//! Hostwatch daemon - authenticated host-stats sessions
//!
//! This binary runs the monitoring agent: a TCP listener that serves
//! one authenticated stats session per client connection.
//!
//! # Usage
//!
//! ```bash
//! # Start the agent (foreground)
//! HOSTWATCH_SECRET=... hostwatchd start
//!
//! # Start the agent (background/daemonized)
//! HOSTWATCH_SECRET=... hostwatchd start -d
//!
//! # Stop the agent
//! hostwatchd stop
//!
//! # Check agent status
//! hostwatchd status
//! ```

use std::fs::{self, File};
use std::io::{Read, Write};
use std::path::PathBuf;
use std::process;

use anyhow::{bail, Context, Result};
use clap::{Parser, Subcommand};
use tokio_util::sync::CancellationToken;
use tracing::{error, info};
use tracing_subscriber::EnvFilter;

use hostwatchd::config::AgentConfig;
use hostwatchd::server::AgentServer;

/// Hostwatch agent - real-time host monitoring over one session per viewer
#[derive(Parser, Debug)]
#[command(name = "hostwatchd", version, about)]
struct Args {
    #[command(subcommand)]
    command: Option<Command>,
}

#[derive(Subcommand, Debug)]
enum Command {
    /// Start the agent
    Start {
        /// Run as a background daemon (fork to background)
        #[arg(short = 'd', long)]
        daemon: bool,
    },
    /// Stop the running agent
    Stop,
    /// Show agent status
    Status,
}

fn state_dir() -> PathBuf {
    dirs::state_dir()
        .unwrap_or_else(|| PathBuf::from("/tmp"))
        .join("hostwatch")
}

fn pid_file_path() -> PathBuf {
    state_dir().join("hostwatchd.pid")
}

fn log_file_path() -> PathBuf {
    state_dir().join("hostwatchd.log")
}

fn read_pid() -> Option<u32> {
    let mut file = File::open(pid_file_path()).ok()?;
    let mut contents = String::new();
    file.read_to_string(&mut contents).ok()?;
    contents.trim().parse().ok()
}

fn write_pid() -> Result<()> {
    let path = pid_file_path();
    if let Some(parent) = path.parent() {
        fs::create_dir_all(parent).context("Failed to create state directory")?;
    }
    let mut file = File::create(&path).context("Failed to create PID file")?;
    write!(file, "{}", process::id()).context("Failed to write PID")?;
    Ok(())
}

fn remove_pid_file() {
    let _ = fs::remove_file(pid_file_path());
}

fn is_process_running(pid: u32) -> bool {
    PathBuf::from(format!("/proc/{pid}")).exists()
}

fn is_daemon_running() -> Option<u32> {
    if let Some(pid) = read_pid() {
        if is_process_running(pid) {
            return Some(pid);
        }
        remove_pid_file();
    }
    None
}

fn stop_daemon(pid: u32) -> Result<()> {
    #[cfg(unix)]
    {
        let result = unsafe { libc::kill(pid as i32, libc::SIGTERM) };
        if result != 0 {
            bail!("Failed to send SIGTERM to process {pid}");
        }
    }
    #[cfg(not(unix))]
    {
        bail!("Stop command is only supported on Unix systems");
    }
    Ok(())
}

fn main() -> Result<()> {
    let args = Args::parse();

    let command = args.command.unwrap_or(Command::Start { daemon: false });

    match command {
        Command::Start { daemon } => {
            if let Some(pid) = is_daemon_running() {
                eprintln!("Agent is already running (PID {pid})");
                eprintln!("Use 'hostwatchd stop' to stop it first.");
                process::exit(1);
            }

            // Read the configuration before forking so a missing secret
            // fails loudly on the caller's terminal.
            let config = AgentConfig::from_env().context("Invalid agent configuration")?;

            if daemon {
                daemonize()?;
            }

            write_pid()?;

            let result = run_agent(config);

            remove_pid_file();

            result
        }
        Command::Stop => {
            if let Some(pid) = is_daemon_running() {
                println!("Stopping agent (PID {pid})...");
                stop_daemon(pid)?;

                for _ in 0..50 {
                    if !is_process_running(pid) {
                        println!("Agent stopped.");
                        return Ok(());
                    }
                    std::thread::sleep(std::time::Duration::from_millis(100));
                }

                eprintln!("Agent did not stop within 5 seconds.");
                process::exit(1);
            } else {
                println!("Agent is not running.");
                Ok(())
            }
        }
        Command::Status => {
            if let Some(pid) = is_daemon_running() {
                println!("Agent is running (PID {pid})");

                if let Ok(config) = AgentConfig::from_env() {
                    println!("Listening on: {}", config.bind_addr);
                }

                Ok(())
            } else {
                println!("Agent is not running.");
                process::exit(1);
            }
        }
    }
}

fn daemonize() -> Result<()> {
    use daemonize::Daemonize;

    let log_path = log_file_path();

    if let Some(parent) = log_path.parent() {
        fs::create_dir_all(parent).context("Failed to create log directory")?;
    }

    let stdout = File::create(&log_path).context("Failed to create log file for stdout")?;
    let stderr = File::create(&log_path).context("Failed to create log file for stderr")?;

    let daemonize = Daemonize::new()
        .working_directory("/")
        .stdout(stdout)
        .stderr(stderr);

    daemonize.start().context("Failed to daemonize")?;

    Ok(())
}

#[tokio::main]
async fn run_agent(config: AgentConfig) -> Result<()> {
    tracing_subscriber::fmt()
        .with_env_filter(
            EnvFilter::from_default_env()
                .add_directive("hostwatchd=info".parse()?)
                .add_directive("hostwatch_core=info".parse()?)
                .add_directive("hostwatch_protocol=info".parse()?),
        )
        .init();

    info!(
        version = env!("CARGO_PKG_VERSION"),
        pid = process::id(),
        addr = %config.bind_addr,
        "Hostwatch agent starting"
    );

    let cancel_token = CancellationToken::new();

    let shutdown_token = cancel_token.clone();
    tokio::spawn(async move {
        if let Err(e) = wait_for_shutdown_signal().await {
            error!(error = %e, "Error waiting for shutdown signal");
        }
        info!("Shutdown signal received");
        shutdown_token.cancel();
    });

    let server = AgentServer::bind(&config, cancel_token).await?;

    if let Err(e) = server.run().await {
        error!(error = %e, "Server error");
        return Err(e.into());
    }

    info!("Hostwatch agent stopped");
    Ok(())
}

async fn wait_for_shutdown_signal() -> Result<()> {
    #[cfg(unix)]
    {
        use tokio::signal::unix::{signal, SignalKind};

        let mut sigterm = signal(SignalKind::terminate())?;
        let mut sigint = signal(SignalKind::interrupt())?;

        tokio::select! {
            _ = sigterm.recv() => {
                info!("Received SIGTERM");
            }
            _ = sigint.recv() => {
                info!("Received SIGINT");
            }
        }
    }

    #[cfg(not(unix))]
    {
        tokio::signal::ctrl_c().await?;
        info!("Received Ctrl+C");
    }

    Ok(())
}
___
* **What this task involves**:
Output all of the entries without altering a single word.

* **Result of this task**:
//! Hostwatch daemon - authenticated host-stats sessions
//!
//! This binary runs the monitoring agent: a TCP listener that serves
//! one authenticated stats session per client connection.
//!
//! # Usage
//!
//! ```bash
//! # Start the agent (foreground)
//! HOSTWATCH_SECRET=... hostwatchd start
//!
//! # Start the agent (background/daemonized)
//! HOSTWATCH_SECRET=... hostwatchd start -d
//!
//! # Stop the agent
//! hostwatchd stop
//!
//! # Check agent status
//! hostwatchd status
//! ```

use std::fs::{self, File};
use std::io::{Read, Write};
use std::path::PathBuf;
use std::process;

use anyhow::{bail, Context, Result};
use clap::{Parser, Subcommand};
use tokio_util::sync::CancellationToken;
use tracing::{error, info};
use tracing_subscriber::EnvFilter;

use hostwatchd::config::AgentConfig;
use hostwatchd::server::AgentServer;

/// Hostwatch agent - real-time host monitoring over one session per viewer
#[derive(Parser, Debug)]
#[command(name = "hostwatchd", version, about)]
struct Args {
    #[command(subcommand)]
    command: Option<Command>,
}

#[derive(Subcommand, Debug)]
enum Command {
    /// Start the agent
    Start {
        /// Run as a background daemon (fork to background)
        #[arg(short = 'd', long)]
        daemon: bool,
    },
    /// Stop the running agent
    Stop,
    /// Show agent status
    Status,
}

fn state_dir() -> PathBuf {
    dirs::state_dir()
        .unwrap_or_else(|| PathBuf::from("/tmp"))
        .join("hostwatch")
}

fn pid_file_path() -> PathBuf {
    state_dir().join("hostwatchd.pid")
}

fn log_file_path() -> PathBuf {
    state_dir().join("hostwatchd.log")
}

fn read_pid() -> Option<u32> {
    let mut file = File::open(pid_file_path()).ok()?;
    let mut contents = String::new();
    file.read_to_string(&mut contents).ok()?;
    contents.trim().parse().ok()
}

fn write_pid() -> Result<()> {
    let path = pid_file_path();
    if let Some(parent) = path.parent() {
        fs::create_dir_all(parent).context("Failed to create state directory")?;
    }
    let mut file = File::create(&path).context("Failed to create PID file")?;
    write!(file, "{}", process::id()).context("Failed to write PID")?;
    Ok(())
}

fn remove_pid_file() {
    let _ = fs::remove_file(pid_file_path());
}

fn is_process_running(pid: u32) -> bool {
    PathBuf::from(format!("/proc/{pid}")).exists()
}

fn is_daemon_running() -> Option<u32> {
    if let Some(pid) = read_pid() {
        if is_process_running(pid) {
            return Some(pid);
        }
        remove_pid_file();
    }
    None
}

fn stop_daemon(pid: u32) -> Result<()> {
    #[cfg(unix)]
    {
        let result = unsafe { libc::kill(pid as i32, libc::SIGTERM) };
        if result != 0 {
            bail!("Failed to send SIGTERM to process {pid}");
        }
    }
    #[cfg(not(unix))]
    {
        bail!("Stop command is only supported on Unix systems");
    }
    Ok(())
}

fn main() -> Result<()> {
    let args = Args::parse();

    let command = args.command.unwrap_or(Command::Start { daemon: false });

    match command {
        Command::Start { daemon } => {
            if let Some(pid) = is_daemon_running() {
                eprintln!("Agent is already running (PID {pid})");
                eprintln!("Use 'hostwatchd stop' to stop it first.");
                process::exit(1);
            }

            // Read the configuration before forking so a missing secret
            // fails loudly on the caller's terminal.
            let config = AgentConfig::from_env().context("Invalid agent configuration")?;

            if daemon {
                daemonize()?;
            }

            write_pid()?;

            let result = run_agent(config);

            remove_pid_file();

            result
        }
        Command::Stop => {
            if let Some(pid) = is_daemon_running() {
                println!("Stopping agent (PID {pid})...");
                stop_daemon(pid)?;

                for _ in 0..50 {
                    if !is_process_running(pid) {
                        println!("Agent stopped.");
                        return Ok(());
                    }
                    std::thread::sleep(std::time::Duration::from_millis(100));
                }

                eprintln!("Agent did not stop within 5 seconds.");
                process::exit(1);
            } else {
                println!("Agent is not running.");
                Ok(())
            }
        }
        Command::Status => {
            if let Some(pid) = is_daemon_running() {
                println!("Agent is running (PID {pid})");

                if let Ok(config) = AgentConfig::from_env() {
                    println!("Listening on: {}", config.bind_addr);
                }

                Ok(())
            } else {
                println!("Agent is not running.");
                process::exit(1);
            }
        }
    }
}

fn daemonize() -> Result<()> {
    use daemonize::Daemonize;

    let log_path = log_file_path();

    if let Some(parent) = log_path.parent() {
        fs::create_dir_all(parent).context("Failed to create log directory")?;
    }

    let stdout = File::create(&log_path).context("Failed to create log file for stdout")?;
    let stderr = File::create(&log_path).context("Failed to create log file for stderr")?;

    let daemonize = Daemonize::new()
        .working_directory("/")
        .stdout(stdout)
        .stderr(stderr);

    daemonize.start().context("Failed to daemonize")?;

    Ok(())
}

#[tokio::main]
async fn run_agent(config: AgentConfig) -> Result<()> {
    tracing_subscriber::fmt()
        .with_env_filter(
            EnvFilter::from_default_env()
                .add_directive("hostwatchd=info".parse()?)
                .add_directive("hostwatch_core=info".parse()?)
                .add_directive("hostwatch_protocol=info".parse()?),
        )
        .init();

    info!(
        version = env!("CARGO_PKG_VERSION"),
        pid = process::id(),
        addr = %config.bind_addr,
        "Hostwatch agent starting"
    );

    let cancel_token = CancellationToken::new();

    let shutdown_token = cancel_token.clone();
    tokio::spawn(async move {
        if let Err(e) = wait_for_shutdown_signal().await {
            error!(error = %e, "Error waiting for shutdown signal");
        }
        info!("Shutdown signal received");
        shutdown_token.cancel();
    });

    let server = AgentServer::bind(&config, cancel_token).await?;

    if let Err(e) = server.run().await {
        error!(error = %e, "Server error");
        return Err(e.into());
    }

    info!("Hostwatch agent stopped");
    Ok(())
}

async fn wait_for_shutdown_signal() -> Result<()> {
    #[cfg(unix)]
    {
        use tokio::signal::unix::{signal, SignalKind};

        let mut sigterm = signal(SignalKind::terminate())?;
        let mut sigint = signal(SignalKind::interrupt())?;

        tokio::select! {
            _ = sigterm.recv() => {
                info!("Received SIGTERM");
            }
            _ = sigint.recv() => {
                info!("Received SIGINT");
            }
        }
    }

    #[cfg(not(unix))]
    {
        tokio::signal::ctrl_c().await?;
        info!("Received Ctrl+C");
    }

    Ok(())
}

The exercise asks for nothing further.